### TASK ITEM
Tally every line in the following material that has the word "StatusCode" in it, and answer with that figure alone.

══════════

//! Career content management handlers

use crate::{
    ApiResult, AppState, CareerListResponse, CareerResponse, CurrentAdmin, DeleteResponse,
};

use axum::{
    Json,
    extract::{Path, State},
    http::StatusCode,
    response::{IntoResponse, Response},
};
use ypg_store::CareerDraft;

/// GET /api/v1/admin/careers
///
/// Every career including inactive ones.
pub async fn list_all_careers(
    State(state): State<AppState>,
    CurrentAdmin(_admin): CurrentAdmin,
) -> Json<CareerListResponse> {
    let careers = state.store.careers.find_all().await;

    Json(CareerListResponse { careers })
}

/// POST /api/v1/admin/careers
pub async fn create_career(
    State(state): State<AppState>,
    CurrentAdmin(_admin): CurrentAdmin,
    Json(draft): Json<CareerDraft>,
) -> ApiResult<Response> {
    let career = state.store.careers.create(draft).await?;

    Ok((StatusCode::CREATED, Json(CareerResponse { career })).into_response())
}

/// POST /api/v1/admin/careers/{id}/toggle
pub async fn toggle_career(
    State(state): State<AppState>,
    CurrentAdmin(_admin): CurrentAdmin,
    Path(id): Path<String>,
) -> ApiResult<Json<CareerResponse>> {
    let career = state.store.careers.toggle(&id).await?;

    Ok(Json(CareerResponse { career }))
}

/// DELETE /api/v1/admin/careers/{id}
pub async fn delete_career(
    State(state): State<AppState>,
    CurrentAdmin(_admin): CurrentAdmin,
    Path(id): Path<String>,
) -> ApiResult<Json<DeleteResponse>> {
    let removed = state.store.careers.delete(&id).await?;

    Ok(Json(DeleteResponse {
        deleted_id: removed.id,
    }))
}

══════════

### OUTPUT
2